Pope Francis remembers indigenous children killed in Canada. However, the Pope refrained from apologizing. Among other things, they demand the survivors of 215 victims.
Pope Francis thinks of 215 dead children discovered on the grounds of a former Catholic school in Canada, but refrains from apologizing. He feels close to the victims, said the Pope in St. Peter’s Square in Rome. Politics and the Church must clean up this sad story so that healing can be possible. However, the Pope defied a request for pardon sought by Prime Minister Justin Trudeau. “I got scary news from Canada,” said the head of the Catholic Church after the traditional Angelus prayer.
“These difficult moments are a strong call to distance ourselves from the colonial model and ideological colony of today and to walk shoulder to shoulder in dialogue, respect and recognition of cultural rights and values,” Francis said.
Canada and Indigenous Peoples Apologize
Canadian Prime Minister Justin Trudeau has previously called on the Catholic Church to take responsibility for its role as the governing body of these schools. Rosanne Casimir, head of the Tk’emlups te Secwepemc First Nation in the Western Province of British Columbia, also called on the Vatican to make a public apology. “We want an apology – a public apology, not only to us, but to the rest of the world,” she was quoted by the Canadian newspaper The Globe and Mail. “We blame the Catholic Church for this.”

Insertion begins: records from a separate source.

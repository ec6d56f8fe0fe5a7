use crate::cli::check::FileCheck;
use crate::cli::output::{print_text_report, FileReport};
use anyhow::Result;
use colored::*;
use dialoguer::theme::ColorfulTheme;
use dialoguer::Select;

#[derive(Debug, Clone, Copy, PartialEq, Eq)]
pub enum ReviewChoice {
    Skip,
    Ignore,
    Add,
    Quit,
}

const CHOICES: [(ReviewChoice, &str); 4] = [
    (ReviewChoice::Skip, "Skip"),
    (ReviewChoice::Ignore, "Ignore for this run"),
    (ReviewChoice::Add, "Add to personal dictionary"),
    (ReviewChoice::Quit, "Quit"),
];

/// Walk the flagged words of `check`, then recheck and print what is left.
///
/// Returns the remaining number of flagged ranges and whether the user quit.
pub fn review(check: &FileCheck, report: &FileReport, colored: bool) -> Result<(usize, bool)> {
    let mut quit = false;

    for word in &report.misspelled {
        let suggestions = report.suggestions.get(word).map(Vec::as_slice).unwrap_or(&[]);
        match prompt(word, suggestions, colored)? {
            ReviewChoice::Skip => {}
            ReviewChoice::Ignore => check.session().ignore_word(word),
            ReviewChoice::Add => check.session().add_word(word),
            ReviewChoice::Quit => {
                quit = true;
                break;
            }
        }
    }

    let updated = check.recheck();
    print_text_report(&updated, colored);
    Ok((updated.flagged(), quit))
}

fn prompt(word: &str, suggestions: &[String], colored: bool) -> Result<ReviewChoice> {
    let shown = if colored {
        word.red().bold().to_string()
    } else {
        word.to_string()
    };
    let mut title = format!("Misspelling: {shown}");
    if !suggestions.is_empty() {
        title.push_str(&format!(" (did you mean: {})", suggestions.join(", ")));
    }

    let labels: Vec<&str> = CHOICES.iter().map(|(_, label)| *label).collect();
    let selection = Select::with_theme(&ColorfulTheme::default())
        .with_prompt(title)
        .items(&labels)
        .default(0)
        .interact_opt()?;

    Ok(selection.map_or(ReviewChoice::Quit, |i| CHOICES[i].0))
}
use assert_cmd::Command;
use predicates::prelude::*;
use std::fs;
use std::path::PathBuf;
use tempfile::TempDir;

const WORDLIST: &str = "the\nquick\nbrown\nfox\njumps\nover\nlazy\ndog\n";

struct Workspace {
    dir: TempDir,
}

impl Workspace {
    fn new() -> Self {
        let dir = tempfile::tempdir().unwrap();
        fs::create_dir(dir.path().join("dicts")).unwrap();
        fs::write(dir.path().join("dicts").join("en_US.txt"), WORDLIST).unwrap();
        Self { dir }
    }

    fn path(&self, name: &str) -> PathBuf {
        self.dir.path().join(name)
    }

    fn write(&self, name: &str, content: &str) -> PathBuf {
        let path = self.path(name);
        fs::write(&path, content).unwrap();
        path
    }

    fn cmd(&self) -> Command {
        let mut cmd = Command::cargo_bin("spellmark").unwrap();
        cmd.current_dir(self.dir.path())
            .env("HOME", self.dir.path())
            .env("XDG_CONFIG_HOME", self.path("config"))
            .env("XDG_DATA_HOME", self.path("data"))
            .env_remove("SPELLMARK_LOG")
            .arg("--dict-dir")
            .arg(self.path("dicts"))
            .arg("--personal-dict")
            .arg(self.path("personal.txt"))
            .arg("--no-color");
        cmd
    }
}

#[test]
fn reports_misspelled_word_and_fails() {
    let ws = Workspace::new();
    let file = ws.write("note.txt", "The quikc brown fox\n");

    ws.cmd()
        .arg(&file)
        .assert()
        .code(1)
        .stdout(predicate::str::contains("1:5 quikc"))
        .stdout(predicate::str::contains("→ quick"));
}

#[test]
fn clean_file_passes() {
    let ws = Workspace::new();
    let file = ws.write("note.txt", "The quick brown fox\n");

    ws.cmd()
        .arg(&file)
        .assert()
        .success()
        .stdout(predicate::str::contains("No spelling errors found"));
}

#[test]
fn no_fail_exits_zero() {
    let ws = Workspace::new();
    let file = ws.write("note.txt", "The quikc brown fox\n");

    ws.cmd().arg("--no-fail").arg(&file).assert().success();
}

#[test]
fn json_output_lists_ranges() {
    let ws = Workspace::new();
    let file = ws.write("note.txt", "The quikc brown fox\nover teh dog\n");

    let output = ws
        .cmd()
        .args(["-o", "json", "--no-fail"])
        .arg(&file)
        .output()
        .unwrap();
    assert!(output.status.success());

    let json: serde_json::Value = serde_json::from_slice(&output.stdout).unwrap();
    assert_eq!(json["files_checked"], 1);
    assert_eq!(json["total_flagged"], 2);

    let ranges = json["files"][0]["ranges"].as_array().unwrap();
    assert_eq!(ranges[0]["word"], "quikc");
    assert_eq!(ranges[0]["start"], 4);
    assert_eq!(ranges[0]["end"], 9);
    assert_eq!(ranges[1]["word"], "teh");
    assert_eq!(ranges[1]["line"], 2);
    assert_eq!(ranges[1]["column"], 6);
}

#[test]
fn personal_dictionary_words_are_accepted() {
    let ws = Workspace::new();
    let file = ws.write("note.txt", "The quikc brown fox\n");

    ws.cmd()
        .args(["--add-to-dict", "quikc"])
        .assert()
        .success();
    assert_eq!(fs::read_to_string(ws.path("personal.txt")).unwrap(), "quikc\n");

    ws.cmd().arg(&file).assert().success();
}

#[test]
fn missing_dictionary_reports_error() {
    let ws = Workspace::new();
    let file = ws.write("note.txt", "Bonjour\n");

    ws.cmd()
        .args(["-l", "fr_FR"])
        .arg(&file)
        .assert()
        .stderr(predicate::str::contains("fr_FR"));
}

#[test]
fn suggest_prints_corrections() {
    let ws = Workspace::new();

    ws.cmd()
        .args(["suggest", "quikc"])
        .assert()
        .success()
        .stdout(predicate::str::contains("quick"));

    ws.cmd()
        .args(["suggest", "brown"])
        .assert()
        .success()
        .stdout(predicate::str::contains("spelled correctly"));
}

#[test]
fn dict_build_then_info() {
    let ws = Workspace::new();
    let wordlist = ws.write("words.txt", "Zebra\nyak\n# comment\n\nyak\n");

    ws.cmd()
        .args(["dict", "build"])
        .arg(&wordlist)
        .arg("en_GB")
        .assert()
        .success()
        .stdout(predicate::str::contains("2 words"));
    assert!(ws.path("dicts").join("en_GB.dict").exists());

    ws.cmd()
        .args(["dict", "info", "en_GB"])
        .assert()
        .success()
        .stdout(predicate::str::contains("Words: 2"));

    ws.cmd()
        .args(["dict", "list"])
        .assert()
        .success()
        .stdout(predicate::str::contains("en_GB"))
        .stdout(predicate::str::contains("en_US"));
}

#[test]
fn local_config_selects_language() {
    let ws = Workspace::new();
    fs::write(ws.path("dicts").join("de_DE.txt"), "hallo\nwelt\n").unwrap();
    ws.write(".spellmark.toml", "language = \"de_DE\"\n");
    let file = ws.write("note.txt", "Hallo Welt\n");

    ws.cmd().arg(&file).assert().success();
}

#[test]
fn completion_script_is_generated() {
    Command::cargo_bin("spellmark")
        .unwrap()
        .args(["--completion", "bash"])
        .assert()
        .success()
        .stdout(predicate::str::contains("spellmark"));
}
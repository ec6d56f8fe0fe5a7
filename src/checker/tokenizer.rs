use crate::Token;
use unicode_segmentation::UnicodeSegmentation;

/// Split text into word tokens on Unicode word boundaries (UAX #29).
///
/// Only segments whose first character is alphabetic are kept; punctuation,
/// whitespace and segments starting with a digit are dropped. Offsets are
/// counted in characters.
pub fn tokenize(text: &str) -> Vec<Token> {
    let mut tokens = Vec::new();
    let mut char_pos = 0;

    for segment in text.split_word_bounds() {
        let len = segment.chars().count();
        let starts_with_letter = segment.chars().next().is_some_and(char::is_alphabetic);

        if starts_with_letter {
            tokens.push(Token {
                text: segment.to_string(),
                start: char_pos,
                end: char_pos + len,
            });
        }

        char_pos += len;
    }

    tokens
}
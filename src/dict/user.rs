//! Process-wide cache of user-approved words backed by a flat file.
//!
//! The file holds one lowercase word per line and only ever grows by
//! appending. Reading it is skipped unless its modification time has moved
//! past the last one we loaded, so the check can run on every keystroke.

use crate::{Error, Result};
use dashmap::DashMap;
use lazy_static::lazy_static;
use parking_lot::Mutex;
use std::collections::HashSet;
use std::fs::{self, OpenOptions};
use std::io::Write;
use std::path::{Path, PathBuf};
use std::sync::Arc;
use std::time::SystemTime;
use tracing::{debug, error, warn};

lazy_static! {
    static ref SHARED: DashMap<PathBuf, Arc<UserDictionary>> = DashMap::new();
}

#[derive(Debug, Default)]
struct State {
    /// Words read from or appended to the backing file.
    words: HashSet<String>,
    /// Words accepted for this process only; survive reloads.
    ignored: HashSet<String>,
    last_loaded: Option<SystemTime>,
    loads: u64,
}

#[derive(Debug)]
pub struct UserDictionary {
    path: PathBuf,
    state: Mutex<State>,
}

impl UserDictionary {
    /// An empty cache for `path`. Nothing is read until [`ensure_loaded`].
    ///
    /// [`ensure_loaded`]: UserDictionary::ensure_loaded
    pub fn new(path: impl Into<PathBuf>) -> Self {
        Self {
            path: path.into(),
            state: Mutex::new(State::default()),
        }
    }

    /// The process-wide cache for `path`, created on first use.
    pub fn shared(path: impl Into<PathBuf>) -> Arc<Self> {
        let path = path.into();
        SHARED
            .entry(path.clone())
            .or_insert_with(|| Arc::new(Self::new(path)))
            .value()
            .clone()
    }

    pub fn path(&self) -> &Path {
        &self.path
    }

    /// Bring the cache up to date with the backing file.
    ///
    /// Returns `false` if the file could not be read; the previous contents
    /// stay in place.
    pub fn ensure_loaded(&self) -> bool {
        let mut state = self.state.lock();

        match self.reload_if_stale(&mut state) {
            Ok(true) => {
                debug!(
                    path = %self.path.display(),
                    words = state.words.len(),
                    "user dictionary reloaded"
                );
                true
            }
            Ok(false) => true,
            Err(e) => {
                warn!(error = %e, "failed to load user dictionary");
                false
            }
        }
    }

    fn reload_if_stale(&self, state: &mut State) -> Result<bool> {
        let modified = fs::metadata(&self.path)
            .and_then(|m| m.modified())
            .map_err(|e| Error::io(&self.path, e))?;

        if state.last_loaded.is_some_and(|last| modified <= last) {
            return Ok(false);
        }

        let content = fs::read_to_string(&self.path).map_err(|e| Error::io(&self.path, e))?;
        state.words = parse_words(&content);
        state.last_loaded = Some(modified);
        state.loads += 1;

        Ok(true)
    }

    /// Lookup of an already lowercased word.
    pub fn contains(&self, word_lower: &str) -> bool {
        let state = self.state.lock();
        state.words.contains(word_lower) || state.ignored.contains(word_lower)
    }

    /// Run `f` against a consistent view of the cache. The predicate receives
    /// lowercased words.
    pub fn with_snapshot<R>(&self, f: impl FnOnce(&dyn Fn(&str) -> bool) -> R) -> R {
        let state = self.state.lock();
        let lookup = |w: &str| state.words.contains(w) || state.ignored.contains(w);
        f(&lookup)
    }

    /// Accept `word` and persist it to the backing file.
    ///
    /// A failed append is logged; the word stays accepted for this process,
    /// across reloads.
    pub fn add(&self, word: &str) {
        let word = word.to_lowercase();
        let mut state = self.state.lock();

        // Pick up external edits first; the mtime advanced below must not hide them.
        if let Err(e) = self.reload_if_stale(&mut state) {
            debug!(error = %e, "user dictionary not refreshed before append");
        }

        if !state.words.insert(word.clone()) {
            return;
        }

        match self.append(&word) {
            Ok(modified) => {
                state.ignored.remove(&word);
                // Our own append must not look like an external edit.
                if state.last_loaded.is_some_and(|last| modified > last) {
                    state.last_loaded = Some(modified);
                }
            }
            Err(e) => {
                error!(error = %e, word = %word, "failed to persist user dictionary word");
                state.ignored.insert(word);
            }
        }
    }

    /// Accept `word` for the lifetime of the process without persisting it.
    pub fn ignore(&self, word: &str) {
        let word = word.to_lowercase();
        let mut state = self.state.lock();

        if !state.words.contains(&word) {
            state.ignored.insert(word);
        }
    }

    fn append(&self, word: &str) -> Result<SystemTime> {
        let mut file = OpenOptions::new()
            .create(true)
            .append(true)
            .open(&self.path)
            .map_err(|e| Error::io(&self.path, e))?;
        writeln!(file, "{word}").map_err(|e| Error::io(&self.path, e))?;

        file.metadata()
            .and_then(|m| m.modified())
            .map_err(|e| Error::io(&self.path, e))
    }

    /// Number of distinct accepted words, persisted and ignored.
    pub fn len(&self) -> usize {
        let state = self.state.lock();
        let unsaved = state.ignored.iter().filter(|w| !state.words.contains(*w)).count();
        state.words.len() + unsaved
    }

    pub fn is_empty(&self) -> bool {
        self.len() == 0
    }

    /// Modification time of the file contents currently cached.
    pub fn last_loaded(&self) -> Option<SystemTime> {
        self.state.lock().last_loaded
    }

    /// How many times the backing file has been read in full.
    pub fn load_count(&self) -> u64 {
        self.state.lock().loads
    }
}

fn parse_words(content: &str) -> HashSet<String> {
    content
        .lines()
        .map(str::trim)
        .filter(|line| !line.is_empty())
        .map(str::to_lowercase)
        .collect()
}
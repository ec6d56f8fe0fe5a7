use crate::dict::{Dictionary, DictionaryService, DictionarySource};
use crate::{Error, Result};
use std::fs;
use std::path::{Path, PathBuf};
use std::sync::Arc;
use tracing::debug;

const COMPILED_EXT: &str = "dict";
const WORDLIST_EXT: &str = "txt";

#[derive(Debug, Clone, PartialEq, Eq)]
pub struct DictionaryInfo {
    pub language: String,
    pub path: PathBuf,
    pub word_count: usize,
    pub size_bytes: u64,
}

/// A directory of dictionaries named after their locale.
///
/// `<locale>.dict` holds a compiled FST and wins over a plain
/// `<locale>.txt` word list.
#[derive(Debug, Clone)]
pub struct DictionaryDir {
    root: PathBuf,
    max_suggestions: usize,
}

impl DictionaryDir {
    pub fn new(root: impl Into<PathBuf>) -> Self {
        Self {
            root: root.into(),
            max_suggestions: 5,
        }
    }

    pub fn with_max_suggestions(mut self, max_suggestions: usize) -> Self {
        self.max_suggestions = max_suggestions;
        self
    }

    pub fn root(&self) -> &Path {
        &self.root
    }

    pub fn compiled_path(&self, locale: &str) -> PathBuf {
        self.root.join(format!("{locale}.{COMPILED_EXT}"))
    }

    pub fn wordlist_path(&self, locale: &str) -> PathBuf {
        self.root.join(format!("{locale}.{WORDLIST_EXT}"))
    }

    pub fn open_dictionary(&self, locale: &str) -> Result<Dictionary> {
        self.check_locale(locale)?;

        let compiled = self.compiled_path(locale);
        let dictionary = if compiled.is_file() {
            debug!(path = %compiled.display(), "loading compiled dictionary");
            Dictionary::load_from_path(&compiled)?
        } else {
            let wordlist = self.wordlist_path(locale);
            if !wordlist.is_file() {
                return Err(self.not_found(locale));
            }
            debug!(path = %wordlist.display(), "building dictionary from word list");
            Dictionary::load_wordlist(&wordlist)?
        };

        Ok(dictionary.with_max_suggestions(self.max_suggestions))
    }

    /// Compile `wordlist` into `<root>/<locale>.dict`.
    pub fn install_wordlist(&self, wordlist: &Path, locale: &str) -> Result<DictionaryInfo> {
        self.check_locale(locale)?;
        let content = fs::read_to_string(wordlist).map_err(|e| Error::io(wordlist, e))?;
        let words: Vec<&str> = content.lines().collect();

        fs::create_dir_all(&self.root).map_err(|e| Error::io(&self.root, e))?;
        let path = self.compiled_path(locale);
        let word_count = Dictionary::build_from_words(&words, &path)?;
        let size_bytes = fs::metadata(&path).map_err(|e| Error::io(&path, e))?.len();

        Ok(DictionaryInfo {
            language: locale.to_string(),
            path,
            word_count,
            size_bytes,
        })
    }

    /// Every dictionary in the directory, sorted by language.
    pub fn list(&self) -> Result<Vec<DictionaryInfo>> {
        if !self.root.exists() {
            return Ok(Vec::new());
        }

        let mut languages = Vec::new();
        for entry in fs::read_dir(&self.root).map_err(|e| Error::io(&self.root, e))? {
            let path = entry.map_err(|e| Error::io(&self.root, e))?.path();
            let is_dictionary = matches!(
                path.extension().and_then(|s| s.to_str()),
                Some(COMPILED_EXT) | Some(WORDLIST_EXT)
            );
            if let Some(language) = path.file_stem().and_then(|s| s.to_str()) {
                if is_dictionary && !languages.iter().any(|l| l == language) {
                    languages.push(language.to_string());
                }
            }
        }
        languages.sort();

        let mut infos = Vec::with_capacity(languages.len());
        for language in languages {
            if let Some(info) = self.info(&language)? {
                infos.push(info);
            }
        }
        Ok(infos)
    }

    pub fn info(&self, locale: &str) -> Result<Option<DictionaryInfo>> {
        let compiled = self.compiled_path(locale);
        let path = if compiled.is_file() {
            compiled
        } else {
            let wordlist = self.wordlist_path(locale);
            if !wordlist.is_file() {
                return Ok(None);
            }
            wordlist
        };

        let size_bytes = fs::metadata(&path).map_err(|e| Error::io(&path, e))?.len();
        let word_count = self.open_dictionary(locale)?.len();

        Ok(Some(DictionaryInfo {
            language: locale.to_string(),
            path,
            word_count,
            size_bytes,
        }))
    }

    /// Locales name files inside the root; anything that could escape it is unknown.
    fn check_locale(&self, locale: &str) -> Result<()> {
        if locale.is_empty() {
            return Err(Error::LocaleMissing);
        }
        if locale.contains(['/', '\\']) || locale.starts_with('.') {
            return Err(self.not_found(locale));
        }
        Ok(())
    }

    fn not_found(&self, locale: &str) -> Error {
        Error::DictionaryNotFound {
            locale: locale.to_string(),
            dir: self.root.clone(),
        }
    }
}

impl DictionarySource for DictionaryDir {
    fn open(&self, locale: &str) -> Result<Arc<dyn DictionaryService>> {
        Ok(Arc::new(self.open_dictionary(locale)?))
    }
}

#[cfg(test)]
mod tests {
    use super::*;
    use tempfile::tempdir;

    #[test]
    fn test_open_prefers_compiled() {
        let dir = tempdir().unwrap();
        let store = DictionaryDir::new(dir.path());
        fs::write(store.wordlist_path("en_US"), "alpha\n").unwrap();

        let list = dir.path().join("words.txt");
        fs::write(&list, "alpha\nbeta\ngamma\n").unwrap();
        let info = store.install_wordlist(&list, "en_US").unwrap();
        assert_eq!(info.word_count, 3);

        let dict = store.open_dictionary("en_US").unwrap();
        assert!(dict.contains("gamma"));
    }

    #[test]
    fn test_open_falls_back_to_wordlist() {
        let dir = tempdir().unwrap();
        let store = DictionaryDir::new(dir.path());
        fs::write(store.wordlist_path("fr_FR"), "bonjour\nmonde\n").unwrap();

        let service = store.open("fr_FR").unwrap();
        assert!(!service.misspelled("Bonjour"));
        assert!(service.misspelled("hello"));
    }

    #[test]
    fn test_missing_locale() {
        let dir = tempdir().unwrap();
        let store = DictionaryDir::new(dir.path());

        assert!(matches!(
            store.open_dictionary("de_DE"),
            Err(Error::DictionaryNotFound { .. })
        ));
        assert!(matches!(store.open_dictionary(""), Err(Error::LocaleMissing)));
        assert!(matches!(
            store.open_dictionary("../secret"),
            Err(Error::DictionaryNotFound { .. })
        ));
    }

    #[test]
    fn test_list_dictionaries() {
        let dir = tempdir().unwrap();
        let store = DictionaryDir::new(dir.path());
        fs::write(store.wordlist_path("en_US"), "one\ntwo\n").unwrap();
        fs::write(store.wordlist_path("en_GB"), "colour\n").unwrap();
        fs::write(dir.path().join("notes.md"), "ignored").unwrap();

        let infos = store.list().unwrap();
        let languages: Vec<_> = infos.iter().map(|i| i.language.as_str()).collect();
        assert_eq!(languages, vec!["en_GB", "en_US"]);
        assert_eq!(infos[1].word_count, 2);
    }

    #[test]
    fn test_list_missing_root() {
        let store = DictionaryDir::new("/nonexistent/spellmark/dicts");
        assert!(store.list().unwrap().is_empty());
    }
}
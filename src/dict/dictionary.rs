use crate::dict::{suggestions, DictionaryService};
use crate::{Error, Result};
use fst::{Automaton, IntoStreamer, Set, SetBuilder, Streamer};
use std::fs::{self, File};
use std::io::BufWriter;
use std::path::Path;

const DEFAULT_MAX_SUGGESTIONS: usize = 5;

/// Word-list dictionary stored as an FST set of lowercase words.
pub struct Dictionary {
    set: Set<Vec<u8>>,
    max_suggestions: usize,
}

impl Dictionary {
    /// Load a dictionary compiled with [`Dictionary::build_from_words`].
    pub fn load_from_path(path: &Path) -> Result<Self> {
        let bytes = fs::read(path).map_err(|e| Error::io(path, e))?;
        let set = Set::new(bytes).map_err(|source| Error::DictionaryLoad {
            path: path.to_path_buf(),
            source,
        })?;

        Ok(Self::from_set(set))
    }

    /// Build an in-memory dictionary from a plain word list, one word per line.
    pub fn load_wordlist(path: &Path) -> Result<Self> {
        let content = fs::read_to_string(path).map_err(|e| Error::io(path, e))?;
        Self::from_words(content.lines())
    }

    /// Build an in-memory dictionary from arbitrary words.
    ///
    /// Words are trimmed and lowercased; blanks and `#` comment lines are skipped.
    pub fn from_words<I, S>(words: I) -> Result<Self>
    where
        I: IntoIterator<Item = S>,
        S: AsRef<str>,
    {
        let words = normalize(words);
        let set = Set::from_iter(words.iter()).map_err(Error::DictionaryBuild)?;
        Ok(Self::from_set(set))
    }

    fn from_set(set: Set<Vec<u8>>) -> Self {
        Self {
            set,
            max_suggestions: DEFAULT_MAX_SUGGESTIONS,
        }
    }

    pub fn with_max_suggestions(mut self, max_suggestions: usize) -> Self {
        self.max_suggestions = max_suggestions;
        self
    }

    /// Check if word exists in dictionary
    pub fn contains(&self, word: &str) -> bool {
        self.set.contains(word.as_bytes())
    }

    pub fn len(&self) -> usize {
        self.set.len()
    }

    pub fn is_empty(&self) -> bool {
        self.set.is_empty()
    }

    /// Get all words with a given prefix
    pub fn words_with_prefix(&self, prefix: &str) -> Vec<String> {
        let mut results = Vec::new();
        let mut stream = self
            .set
            .search(fst::automaton::Str::new(prefix).starts_with())
            .into_stream();

        while let Some(key) = stream.next() {
            if let Ok(word) = std::str::from_utf8(key) {
                results.push(word.to_string());
            }
        }

        results
    }

    /// Visit every word whose length in characters lies within `lengths`.
    ///
    /// Walks the whole set; keep it for short inputs.
    pub fn words_of_length(&self, lengths: std::ops::RangeInclusive<usize>) -> Vec<String> {
        let mut results = Vec::new();
        let mut stream = self.set.stream();

        while let Some(key) = stream.next() {
            if let Ok(word) = std::str::from_utf8(key) {
                if lengths.contains(&word.chars().count()) {
                    results.push(word.to_string());
                }
            }
        }

        results
    }

    /// Compile a word list into an FST file at `output_path`.
    ///
    /// Returns the number of distinct words written.
    pub fn build_from_words<S: AsRef<str>>(words: &[S], output_path: &Path) -> Result<usize> {
        let words = normalize(words);

        let file = File::create(output_path).map_err(|e| Error::io(output_path, e))?;
        let mut builder = SetBuilder::new(BufWriter::new(file)).map_err(Error::DictionaryBuild)?;

        for word in &words {
            builder.insert(word).map_err(Error::DictionaryBuild)?;
        }

        builder.finish().map_err(Error::DictionaryBuild)?;

        Ok(words.len())
    }
}

impl DictionaryService for Dictionary {
    fn misspelled(&self, word: &str) -> bool {
        !self.contains(word) && !self.contains(&word.to_lowercase())
    }

    fn suggest(&self, word: &str) -> Result<Vec<String>> {
        Ok(suggestions::generate(
            &word.to_lowercase(),
            self,
            self.max_suggestions,
        ))
    }
}

/// Sorted, deduplicated lowercase words ready for FST insertion.
fn normalize<I, S>(words: I) -> Vec<String>
where
    I: IntoIterator<Item = S>,
    S: AsRef<str>,
{
    let mut words: Vec<String> = words
        .into_iter()
        .map(|w| w.as_ref().trim().to_lowercase())
        .filter(|w| !w.is_empty() && !w.starts_with('#'))
        .collect();
    words.sort();
    words.dedup();
    words
}

#[cfg(test)]
mod tests {
    use super::*;
    use tempfile::tempdir;

    #[test]
    fn test_build_and_load_dictionary() {
        let dir = tempdir().unwrap();
        let dict_path = dir.path().join("test.dict");

        let words = ["hello", "World", "test", "hello"];
        let count = Dictionary::build_from_words(&words, &dict_path).unwrap();
        assert_eq!(count, 3);

        let dict = Dictionary::load_from_path(&dict_path).unwrap();
        assert!(dict.contains("hello"));
        assert!(dict.contains("world"));
        assert!(!dict.contains("notfound"));
        assert_eq!(dict.len(), 3);
    }

    #[test]
    fn test_load_rejects_garbage() {
        let dir = tempdir().unwrap();
        let path = dir.path().join("broken.dict");
        fs::write(&path, b"definitely not an fst").unwrap();

        assert!(matches!(
            Dictionary::load_from_path(&path),
            Err(Error::DictionaryLoad { .. })
        ));
    }

    #[test]
    fn test_wordlist_skips_comments() {
        let dir = tempdir().unwrap();
        let path = dir.path().join("en_US.txt");
        fs::write(&path, "# header\nApple\n\n  banana \n").unwrap();

        let dict = Dictionary::load_wordlist(&path).unwrap();
        assert_eq!(dict.len(), 2);
        assert!(dict.contains("apple"));
        assert!(dict.contains("banana"));
    }

    #[test]
    fn test_misspelled_is_case_insensitive() {
        let dict = Dictionary::from_words(["the", "brown", "fox"]).unwrap();
        assert!(!dict.misspelled("The"));
        assert!(!dict.misspelled("FOX"));
        assert!(dict.misspelled("quikc"));
    }

    #[test]
    fn test_prefix_search() {
        let dict = Dictionary::from_words(["car", "cart", "carton", "dog"]).unwrap();
        assert_eq!(dict.words_with_prefix("cart"), vec!["cart", "carton"]);
        assert_eq!(dict.words_of_length(3..=3), vec!["car", "dog"]);
    }
}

UN human rights experts issued a statement calling on the Canadian government and the Vatican to launch a comprehensive investigation into the circumstances surrounding the children’s deaths and whoever was responsible. Experts called boarding schools “heinous crimes” and human rights violations. It would be “simply unimaginable” if the Canadian state and the Vatican let those responsible go free and do not take care of comprehensive compensation.
An investigation into all such facilities in Canada is necessary to investigate allegations of torture and abuse, and possibly to hold still-living perpetrators accountable.
The mass grave was discovered in late May near the town of Kamloops, British Columbia. It was found on the grounds of Kamloops Residential School, a type of re-education camp for Native Canadian children that was in operation between 1890 and 1978. It is not yet known when and by whom the children died. Some of them were only three years old.